Não há nenhuma forma de prevenir completamente o cancro colorretal, mas há atitudes que podem minimizar o risco. Através dos programas de vigilância podemos detetar, mais precocemente, lesões pré-malignas ou malignas, em fases iniciais que podem ser tratadas permitindo salvar vidas.

 

A maioria das neoplasias colorretais têm origem em pólipos e alguns destes podem evoluir para cancro com o passar do tempo.
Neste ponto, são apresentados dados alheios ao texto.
use std::collections::HashMap;

use async_trait::async_trait;
use sqlx::postgres::PgPoolOptions;
use sqlx::{PgPool, Row};
use tracing::debug;

use crate::models::{CourseActivity, ResourceVisualization, SubmissionRow, TimeWindow, UserRow};
use crate::store::{
    IndicatorStore, StoreError, MODULE_COMPONENT_PATTERN, SUBMITTED_STATUS, VIEWED_ACTION,
};

/// Postgres-backed store reading the platform's tables under a name prefix.
#[derive(Debug, Clone)]
pub struct PgStore {
    pool: PgPool,
    prefix: String,
}

impl PgStore {
    pub async fn connect(database_url: &str, prefix: &str) -> Result<Self, StoreError> {
        let pool = PgPoolOptions::new()
            .max_connections(5)
            .connect(database_url)
            .await?;
        Self::with_pool(pool, prefix)
    }

    pub fn with_pool(pool: PgPool, prefix: &str) -> Result<Self, StoreError> {
        // An empty prefix would leave reserved words such as `user` as bare table names.
        if prefix.is_empty() || !is_identifier_fragment(prefix) {
            return Err(StoreError::InvalidIdentifier(prefix.to_string()));
        }
        Ok(Self {
            pool,
            prefix: prefix.to_string(),
        })
    }

    fn table(&self, name: &str) -> String {
        format!("{}{}", self.prefix, name)
    }

    async fn instance_names(
        &self,
        module: &str,
        instances: &[i64],
    ) -> Result<HashMap<i64, String>, StoreError> {
        if !is_identifier_fragment(module) || module.is_empty() {
            return Err(StoreError::InvalidIdentifier(module.to_string()));
        }

        let query = format!(
            "SELECT id, name FROM {} WHERE id = ANY($1)",
            self.table(module)
        );
        let rows = sqlx::query(&query)
            .bind(instances)
            .fetch_all(&self.pool)
            .await?;

        let mut names = HashMap::new();
        for row in rows {
            names.insert(row.get::<i64, _>("id"), row.get::<String, _>("name"));
        }
        Ok(names)
    }
}

/// Table names cannot be bound as parameters, so anything spliced into SQL
/// must stay within lowercase ASCII, digits and underscores.
fn is_identifier_fragment(value: &str) -> bool {
    value
        .chars()
        .all(|c| c.is_ascii_lowercase() || c.is_ascii_digit() || c == '_')
}

#[async_trait]
impl IndicatorStore for PgStore {
    async fn course_exists(&self, course_id: i64) -> Result<bool, StoreError> {
        let query = format!(
            "SELECT EXISTS(SELECT 1 FROM {} WHERE id = $1)",
            self.table("course")
        );
        let exists = sqlx::query_scalar::<_, bool>(&query)
            .bind(course_id)
            .fetch_one(&self.pool)
            .await?;
        Ok(exists)
    }

    async fn all_users(&self) -> Result<Vec<UserRow>, StoreError> {
        let query = format!(
            "SELECT id, username, firstname, lastname FROM {} ORDER BY id ASC",
            self.table("user")
        );
        let users = sqlx::query_as::<_, UserRow>(&query)
            .fetch_all(&self.pool)
            .await?;
        Ok(users)
    }

    async fn users_by_ids(&self, ids: &[i64]) -> Result<Vec<UserRow>, StoreError> {
        let query = format!(
            "SELECT id, username, firstname, lastname FROM {} WHERE id = ANY($1) ORDER BY id ASC",
            self.table("user")
        );
        let users = sqlx::query_as::<_, UserRow>(&query)
            .bind(ids)
            .fetch_all(&self.pool)
            .await?;
        Ok(users)
    }

    async fn incoming_message_count(&self, user_id: i64) -> Result<i64, StoreError> {
        let query = format!(
            "SELECT COUNT(*) FROM {} mcm \
             INNER JOIN {} m ON mcm.conversationid = m.conversationid \
             WHERE mcm.userid = $1 AND m.useridfrom <> $1",
            self.table("message_conversation_members"),
            self.table("messages")
        );
        let count = sqlx::query_scalar::<_, i64>(&query)
            .bind(user_id)
            .fetch_one(&self.pool)
            .await?;
        Ok(count)
    }

    async fn outgoing_message_count(&self, user_id: i64) -> Result<i64, StoreError> {
        let query = format!(
            "SELECT COUNT(*) FROM {} WHERE useridfrom = $1",
            self.table("messages")
        );
        let count = sqlx::query_scalar::<_, i64>(&query)
            .bind(user_id)
            .fetch_one(&self.pool)
            .await?;
        Ok(count)
    }

    async fn last_access_user_ids(
        &self,
        course_id: i64,
        window: Option<TimeWindow>,
    ) -> Result<Vec<i64>, StoreError> {
        let mut query = format!(
            "SELECT DISTINCT userid FROM {} WHERE courseid = $1",
            self.table("user_lastaccess")
        );

        if window.is_some() {
            query.push_str(" AND timeaccess >= $2 AND timeaccess <= $3");
        }
        query.push_str(" ORDER BY userid ASC");

        let mut rows = sqlx::query_scalar::<_, i64>(&query).bind(course_id);

        if let Some(window) = window {
            rows = rows.bind(window.start).bind(window.end);
        }

        let ids = rows.fetch_all(&self.pool).await?;
        Ok(ids)
    }

    async fn course_activities(&self, course_id: i64) -> Result<Vec<CourseActivity>, StoreError> {
        let query = format!(
            "SELECT cm.id AS cm, m.name AS module, cm.instance \
             FROM {} cm \
             INNER JOIN {} m ON m.id = cm.module \
             WHERE cm.course = $1 AND cm.deletioninprogress = 0 \
             ORDER BY cm.section ASC, cm.id ASC",
            self.table("course_modules"),
            self.table("modules")
        );
        let records = sqlx::query(&query)
            .bind(course_id)
            .fetch_all(&self.pool)
            .await?;

        let mut modules: Vec<(i64, String, i64)> = Vec::new();
        let mut instances_by_module: HashMap<String, Vec<i64>> = HashMap::new();

        for row in records {
            let cm: i64 = row.get("cm");
            let module: String = row.get("module");
            let instance: i64 = row.get("instance");
            instances_by_module
                .entry(module.clone())
                .or_default()
                .push(instance);
            modules.push((cm, module, instance));
        }

        let mut names: HashMap<(String, i64), String> = HashMap::new();
        for (module, instances) in &instances_by_module {
            for (instance, name) in self.instance_names(module, instances).await? {
                names.insert((module.clone(), instance), name);
            }
        }

        let activities: Vec<CourseActivity> = modules
            .into_iter()
            .map(|(cm, module, instance)| CourseActivity {
                context_instance_id: cm,
                name: names.remove(&(module.clone(), instance)).unwrap_or_default(),
                module_type: module,
            })
            .collect();

        debug!(course_id, count = activities.len(), "loaded course activities");
        Ok(activities)
    }

    async fn activity_interaction_counts(
        &self,
        course_id: i64,
    ) -> Result<Vec<(i64, i64)>, StoreError> {
        let query = format!(
            "SELECT contextinstanceid, COUNT(*) AS interactions \
             FROM ( \
                 SELECT DISTINCT userid, contextinstanceid \
                 FROM {} \
                 WHERE courseid = $1 AND component LIKE $2 \
             ) AS unique_users \
             GROUP BY contextinstanceid \
             ORDER BY contextinstanceid ASC",
            self.table("logstore_standard_log")
        );
        let rows = sqlx::query(&query)
            .bind(course_id)
            .bind(MODULE_COMPONENT_PATTERN)
            .fetch_all(&self.pool)
            .await?;

        Ok(rows
            .into_iter()
            .map(|row| {
                (
                    row.get::<i64, _>("contextinstanceid"),
                    row.get::<i64, _>("interactions"),
                )
            })
            .collect())
    }

    async fn resource_visualizations(
        &self,
        course_id: i64,
        components: &[&str],
    ) -> Result<Vec<ResourceVisualization>, StoreError> {
        let query = format!(
            "SELECT MIN(id) AS id, contextinstanceid AS context_instance_id, component, \
                    userid AS user_id, COUNT(*) AS visualization_count \
             FROM {} \
             WHERE courseid = $1 AND component = ANY($2) AND action = $3 \
             GROUP BY userid, contextinstanceid, component \
             ORDER BY contextinstanceid ASC, userid ASC",
            self.table("logstore_standard_log")
        );
        let components: Vec<String> = components.iter().map(|c| c.to_string()).collect();
        let rows = sqlx::query_as::<_, ResourceVisualization>(&query)
            .bind(course_id)
            .bind(components)
            .bind(VIEWED_ACTION)
            .fetch_all(&self.pool)
            .await?;
        Ok(rows)
    }

    async fn submitted_assignments(
        &self,
        course_id: i64,
    ) -> Result<Vec<SubmissionRow>, StoreError> {
        let query = format!(
            "SELECT s.id, s.userid AS user_id FROM {} s \
             INNER JOIN {} a ON s.assignment = a.id \
             WHERE a.course = $1 AND s.status = $2 \
             ORDER BY s.id ASC",
            self.table("assign_submission"),
            self.table("assign")
        );
        let rows = sqlx::query_as::<_, SubmissionRow>(&query)
            .bind(course_id)
            .bind(SUBMITTED_STATUS)
            .fetch_all(&self.pool)
            .await?;
        Ok(rows)
    }
}

#[cfg(test)]
mod tests {
    use super::*;

    #[test]
    fn identifier_fragments_reject_sql_metacharacters() {
        assert!(is_identifier_fragment("mdl_"));
        assert!(is_identifier_fragment("assign"));
        assert!(is_identifier_fragment(""));
        assert!(!is_identifier_fragment("mdl_; DROP TABLE"));
        assert!(!is_identifier_fragment("Course"));
        assert!(!is_identifier_fragment("mod-page"));
    }

    #[tokio::test]
    async fn empty_prefix_is_rejected() {
        let pool = PgPoolOptions::new()
            .connect_lazy("postgres://localhost/moodle")
            .expect("lazy pool");

        let err = PgStore::with_pool(pool.clone(), "").unwrap_err();
        assert!(matches!(err, StoreError::InvalidIdentifier(_)));
        assert!(PgStore::with_pool(pool, "mdl_").is_ok());
    }
}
A probabilidade de um pólipo se tornar um cancro depende das suas características, portanto, se vigiarmos os pólipos vamos descobrir possíveis cancros em fases muito precoces, que poderão ser retirados através de cirurgia, com excelentes possibilidades de cura.

 

Quando procurar o médico?

Estas neoplasias têm atingido cada vez mais pessoas jovens. Anteriormente manifestavam-se maioritariamente em doentes com mais de 60 anos. Hoje em dia manifestam-se mais cedo, sendo portanto importante começar a vigilância geral a partir dos 50 anos. A taxa de mortalidade do cancro colorretal tem vindo a baixar, tanto nos homens, como nas mulheres, desde há várias décadas, mas falta percorrer um longo caminho para podermos reduzir, ainda mais, estes números.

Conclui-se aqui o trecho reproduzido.